▶ _TASK TO CARRY OUT_
Report every line of the records below that contains the word "impl".

▶ _MATERIAL TO PROCESS_

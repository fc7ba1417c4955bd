//! Usage limiting
//!
//! Counts requests and tokens per user in fixed one-minute windows. Limits themselves come
//! from the role capability matrix.

mod limiter;
mod types;


pub use limiter::UsageTracker;
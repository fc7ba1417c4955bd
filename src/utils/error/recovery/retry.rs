//! Composable retry / fallback policies
//!
//! Both the adapters' rate-limit retry and the router's primary→fallback selection are the same
//! loop: attempt, classify the failure, then retry the same candidate, move on to the next one,
//! or give up. The loop lives in [`run_with_recovery`]; the decision lives in a [`RecoveryPolicy`].

use super::types::RetryConfig;
use crate::core::providers::unified_provider::ProviderError;
use std::future::Future;
use std::time::Duration;
use tracing::debug;

/// What to do after a failed attempt
#[derive(Debug, Clone, PartialEq, Eq)]
pub enum RecoveryAction {
    /// Try the same candidate again after the delay
    Retry(Duration),
    /// Move on to the next candidate
    Fallback,
    /// Stop and surface the failures
    GiveUp,
}

/// Failure classifier deciding the next step
pub trait RecoveryPolicy<E> {
    /// `attempt` counts attempts made against the current candidate, starting at 1
    fn on_failure(&self, attempt: u32, error: &E) -> RecoveryAction;
}

/// Every failure observed before the policy gave up or candidates ran out, in order
#[derive(Debug)]
pub struct Exhausted<E> {
    pub failures: Vec<(usize, E)>,
}

impl<E> Exhausted<E> {
    /// Last error seen, if any attempt was made at all
    pub fn into_last(self) -> Option<E> {
        self.failures.into_iter().last().map(|(_, e)| e)
    }
}

/// Drive `op` over candidates `0..candidates` according to `policy`.
///
/// `op` receives the candidate index and is invoked once per attempt.
pub async fn run_with_recovery<T, E, P, F, Fut>(
    policy: &P,
    candidates: usize,
    mut op: F,
) -> Result<T, Exhausted<E>>
where
    P: RecoveryPolicy<E> + ?Sized,
    F: FnMut(usize) -> Fut,
    Fut: Future<Output = Result<T, E>>,
{
    let mut failures = Vec::new();
    let mut candidate = 0;
    let mut attempt = 1u32;

    while candidate < candidates {
        match op(candidate).await {
            Ok(value) => return Ok(value),
            Err(error) => {
                let action = policy.on_failure(attempt, &error);
                failures.push((candidate, error));
                match action {
                    RecoveryAction::Retry(delay) => {
                        debug!(candidate, attempt, ?delay, "Retrying after failure");
                        tokio::time::sleep(delay).await;
                        attempt += 1;
                    }
                    RecoveryAction::Fallback => {
                        debug!(candidate, "Falling back to next candidate");
                        candidate += 1;
                        attempt = 1;
                    }
                    RecoveryAction::GiveUp => break,
                }
            }
        }
    }

    Err(Exhausted { failures })
}

/// Retries rate-limited provider calls with exponential backoff; anything else gives up at once
#[derive(Debug, Clone)]
pub struct RetryOnRateLimit {
    config: RetryConfig,
}

impl RetryOnRateLimit {
    pub fn new(config: RetryConfig) -> Self {
        Self { config }
    }
}

impl RecoveryPolicy<ProviderError> for RetryOnRateLimit {
    fn on_failure(&self, attempt: u32, error: &ProviderError) -> RecoveryAction {
        if !error.is_rate_limited() || attempt >= self.config.max_attempts {
            return RecoveryAction::GiveUp;
        }

        let backoff = self.config.backoff(attempt);
        match error.retry_after().map(Duration::from_secs) {
            // Waiting longer than max_delay would hold the caller; surface the hint instead
            Some(hint) if hint > self.config.max_delay => {
                debug!(?hint, max_delay = ?self.config.max_delay, "Retry-After exceeds max delay");
                RecoveryAction::GiveUp
            }
            Some(hint) => RecoveryAction::Retry(backoff.max(hint)),
            None => RecoveryAction::Retry(backoff),
        }
    }
}

/// Moves to the next candidate on any failure
#[derive(Debug, Clone, Copy, Default)]
pub struct FallbackOnFailure;

impl<E> RecoveryPolicy<E> for FallbackOnFailure {
    fn on_failure(&self, _attempt: u32, _error: &E) -> RecoveryAction {
        RecoveryAction::Fallback
    }
}
//! Gateway binary

use anyhow::Context;
use clap::Parser;
use litellm_ws_gateway::config::{Config, DEFAULT_CONFIG_PATH};
use litellm_ws_gateway::utils::logging::init_logging;
use litellm_ws_gateway::{build_info, server};
use std::path::PathBuf;
use std::process::ExitCode;
use tracing::{error, info};

#[derive(Debug, Parser)]
#[command(name = "gateway", version, about = "Multi-tenant WebSocket LLM gateway")]
struct Args {
    /// Path to the YAML configuration file
    #[arg(short, long, env = "GATEWAY_CONFIG", default_value = DEFAULT_CONFIG_PATH)]
    config: PathBuf,
}

#[actix_web::main]
async fn main() -> ExitCode {
    // A missing .env is fine
    let _ = dotenvy::dotenv();
    let args = Args::parse();

    match run(args).await {
        Ok(()) => ExitCode::SUCCESS,
        Err(e) => {
            error!("{:#}", e);
            eprintln!("Error: {:#}", e);
            ExitCode::FAILURE
        }
    }
}

async fn run(args: Args) -> anyhow::Result<()> {
    let config = Config::from_file(&args.config)
        .await
        .with_context(|| format!("loading {}", args.config.display()))?;

    init_logging(config.logging()).context("initializing logging")?;

    let build = build_info();
    info!(
        version = build.version,
        git_hash = build.git_hash,
        config = %args.config.display(),
        "Starting gateway"
    );

    server::run_server(config).await.context("gateway server")?;
    Ok(())
}
//! Application state shared across handlers

use crate::auth::{CapabilityMatrix, ConnectionAuthenticator, InMemoryRevocationList, JwtVerifier};
use crate::config::Config;
use crate::core::audit::{ChannelUsageSink, TracingUsageSink, UsageSink};
use crate::core::credits::CreditService;
use crate::core::rate_limiter::UsageTracker;
use crate::core::router::ProviderRouter;
use crate::server::connection::ConnectionManager;
use crate::server::session::SessionHandler;
use crate::utils::error::Result;
use chrono::{DateTime, Utc};
use std::sync::Arc;

/// Usage records buffered ahead of the audit writer
const AUDIT_BUFFER: usize = 1024;

/// Every component is constructed once at startup and shared through `Arc`
#[derive(Clone)]
pub struct AppState {
    pub config: Arc<Config>,
    pub authenticator: Arc<ConnectionAuthenticator>,
    pub capabilities: Arc<CapabilityMatrix>,
    pub connections: Arc<ConnectionManager>,
    pub router: Arc<ProviderRouter>,
    pub credits: Arc<CreditService>,
    pub usage: Arc<UsageTracker>,
    pub sessions: Arc<SessionHandler>,
    pub started_at: DateTime<Utc>,
}

impl AppState {
    /// Assemble state from already-built collaborators
    pub fn new(
        config: Config,
        authenticator: ConnectionAuthenticator,
        router: ProviderRouter,
        credits: CreditService,
        audit: Arc<dyn UsageSink>,
    ) -> Result<Self> {
        let capabilities = Arc::new(CapabilityMatrix::from_config(&config.gateway.roles)?);
        let connections = Arc::new(ConnectionManager::new());
        let usage = Arc::new(UsageTracker::new());
        let router = Arc::new(router);
        let credits = Arc::new(credits);

        let sessions = Arc::new(SessionHandler::new(
            Arc::clone(&capabilities),
            Arc::clone(&usage),
            Arc::clone(&credits),
            Arc::clone(&router),
            Arc::clone(&connections),
            audit,
        ));

        Ok(Self {
            config: Arc::new(config),
            authenticator: Arc::new(authenticator),
            capabilities,
            connections,
            router,
            credits,
            usage,
            sessions,
            started_at: Utc::now(),
        })
    }

    /// Build every component from configuration. Must run inside a tokio runtime.
    pub fn from_config(config: Config) -> Result<Self> {
        let gateway = &config.gateway;

        let authenticator = ConnectionAuthenticator::new(
            JwtVerifier::new(&gateway.auth),
            Arc::new(InMemoryRevocationList::new(
                gateway.auth.revoked_token_ids.iter().cloned(),
            )),
        );
        let router = ProviderRouter::from_config(gateway)?;
        let credits = CreditService::from_config(&gateway.credits)?;
        let audit: Arc<dyn UsageSink> =
            Arc::new(ChannelUsageSink::spawn(AUDIT_BUFFER, Arc::new(TracingUsageSink)));

        Self::new(config, authenticator, router, credits, audit)
    }

    pub fn config(&self) -> &Config {
        &self.config
    }

    pub fn uptime_seconds(&self) -> i64 {
        (Utc::now() - self.started_at).num_seconds()
    }
}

▶ _SOLUTION TO THE EXERCISE_
impl<E> Exhausted<E> {
impl RetryOnRateLimit {
impl RecoveryPolicy<ProviderError> for RetryOnRateLimit {
impl<E> RecoveryPolicy<E> for FallbackOnFailure {
impl AppState {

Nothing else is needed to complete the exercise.